If you are purchasing a condo and obtaining a mortgage loan, you will have to sign numerous loan documents before the bank attorney actually approves the release of the funds. The most important documents that a condo purchaser will sign is a mortgage and a promissory note. The note will indicate how much the borrower is borrowing and the terms of the payback of that money. The mortgage provides the lender with a security interest in the condo unit, which is collateral for the loan being extended. If the purchaser does not pay back the loan on-time and in-full, the bank has the option of starting a foreclosure action. In addition to the mortgage and note, there is often a large stack of ancillary documents that the purchaser needs to sign.

There are also some documents that need to be filed with the deed. These are tax return documents and they are referred to as transfer documents in the greater New York City area. These will be signed by both the purchaser and the seller. In addition, the title company is usually going to request some affidavits for both the seller and purchaser to sign before they issue title insurance. As a condo purchaser, you should expect to be signing a lot of papers and you should expect to bring certified funds for whatever your mortgage loan proceeds do not cover.

As a purchaser, you should expect to pay some additional closing costs, as well. The lender usually takes their closing costs out of the proceeds of the loan and you will have to make up the difference with your own funds. There are usually move in or move out deposits that must be put down for the condominium and there is also mortgage tax, recording fees, and other closing costs that the purchaser should be expected to pay.

If you are a seller of a condominium, you will not need to sign as many documents as the purchaser. But you must sign a Deed of Sale and the transfer documents to transfer the condominium property to the purchaser. You may need to sign a few documents for the purchaser’s lender and for the title company as well. From the Seller’s perspective, you are essentially at the Closing to transfer your condo to the buyer and to obtain the net proceeds from the sale after your closing costs are paid. When representing a seller of real estate, the lawyer’s focus at the closing should be to ensure that the Seller is ready to close and is receiving the proper sum of money. After the closing is over, it may be too late to obtain any money owed.
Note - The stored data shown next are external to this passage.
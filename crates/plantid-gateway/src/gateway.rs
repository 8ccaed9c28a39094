//! PlantIdGateway implementation.

use ai_core::{
    async_trait, GatewayError, HealthAssessment, HealthProvider, Identification,
    IdentifyProvider, RankedIssue, SpeciesCandidate, UNKNOWN,
};
use reqwest::Client;
use tracing::{debug, warn};

use crate::api_types::{
    ApiError, DiseaseSuggestion, HealthRequest, HealthResponse, IdentificationRequest,
    IdentificationResponse, Suggestion,
};
use crate::config::PlantIdConfig;

/// Provider name recorded in the usage ledger.
const PROVIDER_NAME: &str = "plant-id";

/// Most alternatives kept beyond the top suggestion.
const MAX_ALTERNATIVES: usize = 4;

/// Gateway to the Plant.id identification and health assessment API.
///
/// Construction builds the HTTP client but opens no sockets; the first
/// call pays the connection cost.
pub struct PlantIdGateway {
    client: Client,
    config: PlantIdConfig,
}

impl PlantIdGateway {
    /// Create a new gateway with the given configuration.
    pub fn new(config: PlantIdConfig) -> Result<Self, GatewayError> {
        let client = Client::builder()
            .timeout(config.timeout)
            .user_agent(concat!("verdant/", env!("CARGO_PKG_VERSION")))
            .build()
            .map_err(|e| {
                GatewayError::configuration(format!("failed to create HTTP client: {}", e))
            })?;

        Ok(Self { client, config })
    }

    /// Create a gateway from environment variables.
    pub fn from_env() -> Result<Self, GatewayError> {
        Self::new(PlantIdConfig::from_env()?)
    }

    pub fn config(&self) -> &PlantIdConfig {
        &self.config
    }

    async fn post_json<B, R>(&self, path: &str, body: &B) -> Result<R, GatewayError>
    where
        B: serde::Serialize,
        R: serde::de::DeserializeOwned,
    {
        let url = format!("{}{}", self.config.api_url, path);

        let response = self
            .client
            .post(&url)
            .header("Api-Key", &self.config.api_key)
            .json(body)
            .send()
            .await
            .map_err(GatewayError::from_transport)?;

        let status = response.status();
        if !status.is_success() {
            let retry_after = ai_core::retry_after_from_headers(response.headers());

            let body_text = response.text().await.unwrap_or_default();
            // Prefer the structured error message when one is present.
            let detail = serde_json::from_str::<ApiError>(&body_text)
                .map(|e| e.error)
                .ok()
                .filter(|m| !m.is_empty())
                .unwrap_or(body_text);

            return Err(GatewayError::from_status(status, &detail, retry_after));
        }

        response.json::<R>().await.map_err(|e| {
            GatewayError::invalid_response(format!("failed to parse response: {}", e))
        })
    }

    fn map_suggestion(suggestion: Suggestion) -> SpeciesCandidate {
        let name = if suggestion.name.is_empty() {
            UNKNOWN.to_string()
        } else {
            suggestion.name
        };
        let family = if suggestion.details.taxonomy.family.is_empty() {
            UNKNOWN.to_string()
        } else {
            suggestion.details.taxonomy.family
        };
        let genus = if suggestion.details.taxonomy.genus.is_empty() {
            UNKNOWN.to_string()
        } else {
            suggestion.details.taxonomy.genus
        };

        let description = suggestion.details.description.value;

        SpeciesCandidate {
            scientific_name: name,
            common_names: suggestion.details.common_names,
            family,
            genus,
            confidence: suggestion.probability.clamp(0.0, 1.0),
            similar_image_url: suggestion
                .similar_images
                .into_iter()
                .map(|i| i.url)
                .find(|url| !url.is_empty()),
            provider_species_id: if suggestion.id.is_empty() {
                None
            } else {
                Some(suggestion.id)
            },
            description: if description.is_empty() {
                None
            } else {
                Some(description)
            },
            toxicity: suggestion.details.toxicity.filter(|t| !t.is_empty()),
        }
    }

    fn map_issue(suggestion: DiseaseSuggestion) -> RankedIssue {
        let details = suggestion.details;
        let mut treatments = Vec::new();
        treatments.extend(details.treatment.biological);
        treatments.extend(details.treatment.chemical);
        treatments.extend(details.treatment.prevention);

        let confidence = suggestion.probability.clamp(0.0, 1.0);
        let severity = if confidence >= 0.8 {
            "high"
        } else if confidence >= 0.5 {
            "moderate"
        } else {
            "low"
        };

        RankedIssue {
            name: if suggestion.name.is_empty() {
                UNKNOWN.to_string()
            } else {
                suggestion.name
            },
            description: details.description,
            confidence,
            severity: severity.to_string(),
            treatments,
        }
    }
}

#[async_trait]
impl IdentifyProvider for PlantIdGateway {
    async fn identify(&self, images: &[String]) -> Result<Identification, GatewayError> {
        let request = IdentificationRequest {
            images: images.to_vec(),
            similar_images: self.config.request_similar_images,
        };

        debug!(image_count = images.len(), "sending identification request");
        let response: IdentificationResponse =
            self.post_json("/api/v3/identification", &request).await?;

        let mut suggestions = response.result.classification.suggestions.into_iter();
        let top = match suggestions.next() {
            Some(s) => Self::map_suggestion(s),
            None => {
                warn!("identification response contained no suggestions");
                return Err(GatewayError::no_match(
                    "vendor returned an empty classification",
                ));
            }
        };

        let alternatives = suggestions
            .take(MAX_ALTERNATIVES)
            .map(Self::map_suggestion)
            .collect();

        Ok(Identification {
            is_plant: response.result.is_plant.binary,
            top,
            alternatives,
        })
    }

    fn name(&self) -> &str {
        PROVIDER_NAME
    }

    fn model(&self) -> &str {
        "plant-id-v3"
    }
}

#[async_trait]
impl HealthProvider for PlantIdGateway {
    async fn assess(
        &self,
        images: &[String],
        _symptoms: Option<&str>,
    ) -> Result<HealthAssessment, GatewayError> {
        let request = HealthRequest {
            images: images.to_vec(),
            similar_images: false,
        };

        debug!(image_count = images.len(), "sending health assessment request");
        let response: HealthResponse = self.post_json("/api/v3/health_assessment", &request).await?;

        let mut issues: Vec<RankedIssue> = response
            .result
            .disease
            .suggestions
            .into_iter()
            .map(Self::map_issue)
            .collect();
        issues.sort_by(|a, b| {
            b.confidence
                .partial_cmp(&a.confidence)
                .unwrap_or(std::cmp::Ordering::Equal)
        });

        Ok(HealthAssessment {
            is_healthy: response.result.is_healthy.binary,
            issues,
        })
    }

    fn name(&self) -> &str {
        PROVIDER_NAME
    }

    fn model(&self) -> &str {
        "plant-id-health"
    }
}

#[cfg(test)]
mod tests {
    use super::*;
    use crate::api_types::{SuggestionDetails, Taxonomy, Treatment};

    fn suggestion(name: &str, probability: f64) -> Suggestion {
        Suggestion {
            id: "sp-1".to_string(),
            name: name.to_string(),
            probability,
            similar_images: vec![],
            details: SuggestionDetails {
                common_names: vec!["Pothos".to_string()],
                taxonomy: Taxonomy {
                    family: "Araceae".to_string(),
                    genus: "Epipremnum".to_string(),
                },
                description: crate::api_types::DetailText {
                    value: "A hardy trailing vine.".to_string(),
                },
                toxicity: Some("toxic to cats and dogs".to_string()),
            },
        }
    }

    #[test]
    fn test_map_suggestion_full() {
        let candidate = PlantIdGateway::map_suggestion(suggestion("Epipremnum aureum", 0.93));
        assert_eq!(candidate.scientific_name, "Epipremnum aureum");
        assert_eq!(candidate.family, "Araceae");
        assert_eq!(candidate.genus, "Epipremnum");
        assert_eq!(candidate.confidence, 0.93);
        assert_eq!(candidate.provider_species_id.as_deref(), Some("sp-1"));
        assert_eq!(candidate.description.as_deref(), Some("A hardy trailing vine."));
        assert_eq!(candidate.toxicity.as_deref(), Some("toxic to cats and dogs"));
    }

    #[test]
    fn test_map_suggestion_defaults_missing_fields() {
        let candidate = PlantIdGateway::map_suggestion(Suggestion::default());
        assert_eq!(candidate.scientific_name, "Unknown");
        assert_eq!(candidate.family, "Unknown");
        assert_eq!(candidate.genus, "Unknown");
        assert_eq!(candidate.confidence, 0.0);
        assert!(candidate.common_names.is_empty());
        assert!(candidate.provider_species_id.is_none());
        assert!(candidate.similar_image_url.is_none());
    }

    #[test]
    fn test_map_suggestion_clamps_confidence() {
        let candidate = PlantIdGateway::map_suggestion(suggestion("x", 1.7));
        assert_eq!(candidate.confidence, 1.0);
    }

    #[test]
    fn test_map_issue_orders_treatments() {
        let issue = PlantIdGateway::map_issue(DiseaseSuggestion {
            name: "root rot".to_string(),
            probability: 0.82,
            details: crate::api_types::DiseaseDetails {
                description: "overwatering damage".to_string(),
                treatment: Treatment {
                    biological: vec!["repot in fresh soil".to_string()],
                    chemical: vec!["apply fungicide".to_string()],
                    prevention: vec!["water less often".to_string()],
                },
            },
        });

        assert_eq!(issue.severity, "high");
        assert_eq!(
            issue.treatments,
            vec![
                "repot in fresh soil".to_string(),
                "apply fungicide".to_string(),
                "water less often".to_string(),
            ]
        );
    }

    #[test]
    fn test_tolerant_response_parsing() {
        // A thin payload with most fields absent must still parse.
        let json = r#"{"result": {"classification": {"suggestions": [{"name": "Monstera deliciosa"}]}}}"#;
        let response: IdentificationResponse = serde_json::from_str(json).unwrap();
        let top = &response.result.classification.suggestions[0];
        assert_eq!(top.name, "Monstera deliciosa");
        assert_eq!(top.probability, 0.0);
        assert!(!response.result.is_plant.binary);
    }
}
What Laws Should I Be Aware Of Before Putting My Condominium Up For Sale In New York?

Condominium sellers should be aware of the transfer tax that they are going to have to pay to New York State. New York State charges a 0.4% transfer tax, which means 0.4% of the purchase price. In New York City, there is an additional transfer tax as well, this is usually around 1.5% but varies based on the sales price of the property. The seller should also be aware of the brokerage commissions that they are going to have to pay and they should be aware of the mortgage payoff that must be paid at closing if the seller owes any money to current mortgagees. If you are a condo seller, it is recommended that you identify all closing costs and understand how much money they expect to walk away with at the closing table prior to listing your condo for sale.

In addition, the Seller should understand that any intentional misrepresentations that are made to the Purchasers could potentially be an issue. Your best bet is to minimize communications with the purchaser directly if possible. Instead, your real estate agent or attorney should handle the communications with their counterpart, the purchaser’s real estate agent or attorney. New York adheres to the doctrine of “caveat emptor” in sales of real property and imposes no liability on a Seller for failing to disclose information regarding the premises when the parties deal at arm’s length, unless there is some conduct on the part of the Seller which constitutes active concealment.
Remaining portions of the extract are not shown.